Chemical looping gasification (CLG) was investigated in a 10 kWth interconnected fluidized bed reactor with Fe2O3/Al2O3 as oxygen carriers (OC) and pine sawdust as fuel. The effects of the operation temperatures and sawdust feeding rate on the gas composition, cold gas efficiency, and carbon conversion rate of biomass were investigated. The fresh and used oxygen carrier particles were characterized by means of XRD, SEM, and BET. The results indicated that the sawdust was partially oxidized to syngas by lattice oxygen from the oxygen carrier. The syngas yield, cold gas efficiency, and carbon conversion increased with increasing operating temperature.
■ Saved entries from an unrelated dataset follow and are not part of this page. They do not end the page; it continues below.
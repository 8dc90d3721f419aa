//! Windowed history loading.
//!
//! Presents a growable view over the backend-owned history collection
//! without ever holding the whole collection in memory. The first page is
//! fetched as count, then ids, then a hydration batch for exactly those
//! ids; later pages append to the view.
//!
//! State is observable through [`WindowedHistory::subscribe`], which
//! yields a new [`HistoryWindow`] on every transition. Fetch failures are
//! recorded in [`HistoryWindow::error`] instead of being returned, and
//! never discard entries that are already loaded.

use std::collections::{HashMap, HashSet};
use std::sync::Arc;

use runi_domain::{DomainError, DomainResult, HistoryEntry};
use tokio::sync::watch;
use tracing::{Instrument, debug, info, info_span, warn};

use crate::correlation::{current_correlation_id, ensure_correlation_id};
use crate::ports::{HistoryBackend, HistoryBackendError};

/// Snapshot of the loaded window.
#[derive(Debug, Clone, PartialEq, Eq)]
pub struct HistoryWindow {
    /// Hydrated entries, in backend order (newest first). Ids are unique.
    pub entries: Vec<HistoryEntry>,
    /// Last total reported by the backend's count call.
    pub total_count: usize,
    /// Fetch granularity.
    pub page_size: usize,
    /// True while a fetch is in flight.
    pub is_loading: bool,
    /// Message of the most recent failure, cleared by the next success.
    pub error: Option<String>,
    /// The backend returned a short id page: nothing more to fetch until refresh.
    exhausted: bool,
    /// Bumped by every (re)load; stale fetches compare against it.
    generation: u64,
}

impl HistoryWindow {
    fn new(page_size: usize) -> Self {
        Self {
            entries: Vec::new(),
            total_count: 0,
            page_size,
            is_loading: true,
            error: None,
            exhausted: false,
            generation: 0,
        }
    }

    /// True while more entries can be fetched with `load_more`.
    #[must_use]
    pub fn has_more(&self) -> bool {
        !self.exhausted && self.entries.len() < self.total_count
    }

    /// Number of loaded entries.
    #[must_use]
    pub fn len(&self) -> usize {
        self.entries.len()
    }

    /// Returns true when nothing is loaded.
    #[must_use]
    pub fn is_empty(&self) -> bool {
        self.entries.is_empty()
    }
}

/// What a `load_more` or `refresh` call did.
#[derive(Debug, Clone, PartialEq, Eq)]
pub enum LoadOutcome {
    /// The fetch completed and was merged.
    Loaded {
        /// Entries added (load more) or now present (refresh).
        added: usize,
    },
    /// Nothing to do: no more entries, or another fetch is in flight.
    Skipped,
    /// A newer refresh started while this fetch was in flight; its result was dropped.
    Superseded,
    /// The fetch failed; the message is also stored in the window's `error`.
    Failed(String),
}

/// A fetched page, ordered and deduplicated.
struct Page {
    entries: Vec<HistoryEntry>,
    exhausted: bool,
}

/// Paginated controller over a [`HistoryBackend`].
pub struct WindowedHistory<B: ?Sized> {
    backend: Arc<B>,
    page_size: usize,
    state: watch::Sender<HistoryWindow>,
}

impl<B: HistoryBackend + ?Sized> WindowedHistory<B> {
    /// Creates a loader without fetching anything yet. The window starts
    /// empty and loading; call [`initialize`](Self::initialize).
    ///
    /// # Errors
    ///
    /// Returns `DomainError::InvalidPageSize` if `page_size` is zero.
    pub fn new(backend: Arc<B>, page_size: usize) -> DomainResult<Self> {
        if page_size == 0 {
            return Err(DomainError::InvalidPageSize(page_size));
        }

        Ok(Self {
            backend,
            page_size,
            state: watch::Sender::new(HistoryWindow::new(page_size)),
        })
    }

    /// Creates a loader and runs the initial load.
    ///
    /// A failed initial load is reported through the window's `error`.
    ///
    /// # Errors
    ///
    /// Returns `DomainError::InvalidPageSize` if `page_size` is zero.
    pub async fn open(backend: Arc<B>, page_size: usize) -> DomainResult<Self> {
        let history = Self::new(backend, page_size)?;
        history.initialize().await;
        Ok(history)
    }

    /// Runs the initial count, first id page and first batch.
    pub async fn initialize(&self) -> LoadOutcome {
        self.reload("initialize").await
    }

    /// Re-reads the count and replaces the entries with a fresh first page.
    ///
    /// The current entries stay visible until the new page is ready.
    pub async fn refresh(&self) -> LoadOutcome {
        self.reload("refresh").await
    }

    /// Fetches and appends the next page.
    ///
    /// A no-op returning [`LoadOutcome::Skipped`] when there is nothing more
    /// to load or another fetch is already in flight.
    pub async fn load_more(&self) -> LoadOutcome {
        let mut ticket = None;
        self.state.send_if_modified(|window| {
            if window.is_loading || !window.has_more() {
                return false;
            }
            window.is_loading = true;
            ticket = Some((window.generation, window.entries.len()));
            true
        });

        let Some((generation, offset)) = ticket else {
            debug!("load_more skipped");
            return LoadOutcome::Skipped;
        };

        let span = info_span!("history", op = "load_more", offset, correlation_id = tracing::field::Empty);
        ensure_correlation_id(
            async {
                record_correlation_id(&tracing::Span::current());
                let result = self.fetch_page(offset).await;
                self.merge_page(generation, result)
            }
            .instrument(span),
        )
        .await
    }

    /// Current state.
    #[must_use]
    pub fn snapshot(&self) -> HistoryWindow {
        self.state.borrow().clone()
    }

    /// Receiver notified on every state change.
    #[must_use]
    pub fn subscribe(&self) -> watch::Receiver<HistoryWindow> {
        self.state.subscribe()
    }

    /// Loaded entries.
    #[must_use]
    pub fn entries(&self) -> Vec<HistoryEntry> {
        self.state.borrow().entries.clone()
    }

    /// Last known total.
    #[must_use]
    pub fn total_count(&self) -> usize {
        self.state.borrow().total_count
    }

    /// True while a fetch is in flight.
    #[must_use]
    pub fn is_loading(&self) -> bool {
        self.state.borrow().is_loading
    }

    /// True while more entries can be loaded.
    #[must_use]
    pub fn has_more(&self) -> bool {
        self.state.borrow().has_more()
    }

    /// Message of the most recent failure.
    #[must_use]
    pub fn error(&self) -> Option<String> {
        self.state.borrow().error.clone()
    }

    /// Fetch granularity.
    #[must_use]
    pub const fn page_size(&self) -> usize {
        self.page_size
    }

    async fn reload(&self, op: &'static str) -> LoadOutcome {
        let mut generation = 0;
        self.state.send_modify(|window| {
            window.generation += 1;
            window.is_loading = true;
            generation = window.generation;
        });

        let span = info_span!("history", op, correlation_id = tracing::field::Empty);
        ensure_correlation_id(
            async {
                record_correlation_id(&tracing::Span::current());
                let result = self.fetch_first_page().await;
                self.replace_window(generation, result)
            }
            .instrument(span),
        )
        .await
    }

    async fn fetch_first_page(&self) -> Result<(usize, Page), HistoryBackendError> {
        let total = self.backend.count().await?;
        if total == 0 {
            return Ok((
                0,
                Page {
                    entries: Vec::new(),
                    exhausted: true,
                },
            ));
        }

        let page = self.fetch_page(0).await?;
        Ok((total, page))
    }

    async fn fetch_page(&self, offset: usize) -> Result<Page, HistoryBackendError> {
        let ids = self.backend.ids(offset, self.page_size).await?;
        let exhausted = ids.len() < self.page_size;
        if ids.is_empty() {
            return Ok(Page {
                entries: Vec::new(),
                exhausted,
            });
        }

        let mut hydrated: HashMap<String, HistoryEntry> = self
            .backend
            .batch(&ids)
            .await?
            .into_iter()
            .map(|entry| (entry.id.clone(), entry))
            .collect();

        // Keep the id order; removing from the map also drops repeated ids.
        let entries: Vec<HistoryEntry> = ids.iter().filter_map(|id| hydrated.remove(id)).collect();
        if entries.len() < ids.len() {
            warn!(
                requested = ids.len(),
                hydrated = entries.len(),
                "batch returned fewer entries than ids"
            );
        }

        Ok(Page { entries, exhausted })
    }

    fn replace_window(
        &self,
        generation: u64,
        result: Result<(usize, Page), HistoryBackendError>,
    ) -> LoadOutcome {
        let mut outcome = LoadOutcome::Superseded;
        self.state.send_if_modified(|window| {
            if window.generation != generation {
                return false;
            }
            window.is_loading = false;
            outcome = match result {
                Ok((total, page)) => {
                    window.total_count = total;
                    window.entries = page.entries;
                    window.exhausted = page.exhausted;
                    window.error = None;
                    info!(total, loaded = window.entries.len(), "history window replaced");
                    LoadOutcome::Loaded {
                        added: window.entries.len(),
                    }
                }
                Err(err) => record_failure(window, &err),
            };
            true
        });

        if outcome == LoadOutcome::Superseded {
            debug!("reload superseded by a newer one");
        }
        outcome
    }

    fn merge_page(&self, generation: u64, result: Result<Page, HistoryBackendError>) -> LoadOutcome {
        let mut outcome = LoadOutcome::Superseded;
        self.state.send_if_modified(|window| {
            if window.generation != generation {
                return false;
            }
            window.is_loading = false;
            outcome = match result {
                Ok(page) => {
                    let known: HashSet<String> =
                        window.entries.iter().map(|entry| entry.id.clone()).collect();
                    let before = window.entries.len();
                    window
                        .entries
                        .extend(page.entries.into_iter().filter(|entry| !known.contains(&entry.id)));
                    window.exhausted = page.exhausted;
                    window.error = None;

                    let added = window.entries.len() - before;
                    info!(added, loaded = window.entries.len(), total = window.total_count, "history page appended");
                    LoadOutcome::Loaded { added }
                }
                Err(err) => record_failure(window, &err),
            };
            true
        });

        if outcome == LoadOutcome::Superseded {
            debug!("page dropped: a refresh started while it was loading");
        }
        outcome
    }
}

fn record_failure(window: &mut HistoryWindow, err: &HistoryBackendError) -> LoadOutcome {
    let message = err.to_string();
    warn!(error = %message, "history fetch failed");
    window.error = Some(message.clone());
    LoadOutcome::Failed(message)
}

fn record_correlation_id(span: &tracing::Span) {
    if let Some(id) = current_correlation_id() {
        span.record("correlation_id", tracing::field::display(id));
    }
}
Also, the concentrations of CO, H2, and CH4 in the syngas increased at the elevated temperature, while the CO2 fraction decreased. The feeding rate of biomass has a significant impact on the syngas composition and cold gas efficiency. There was an optimal value of feeding rate at 2.24 kg/h corresponding to the maximum cold gas efficiency in the tested reactor system. XRD analysis showed that the oxygen carrier particles were reduced to Fe3O4 from Fe2O3 in the course of the CLG reactions. BET results indicated the surface area, total pore volume, and average pore size of the oxygen carrier particles increased initially and then slightly decreased with the reaction proceeding, due to the interstice and thermal sintering. However, the OC samples were well regenerated and maintained a good crystalline state after 60 h of operation, which illustrated that the synthesized oxygen carrier had a stable reactivity and good resistance to agglomeration.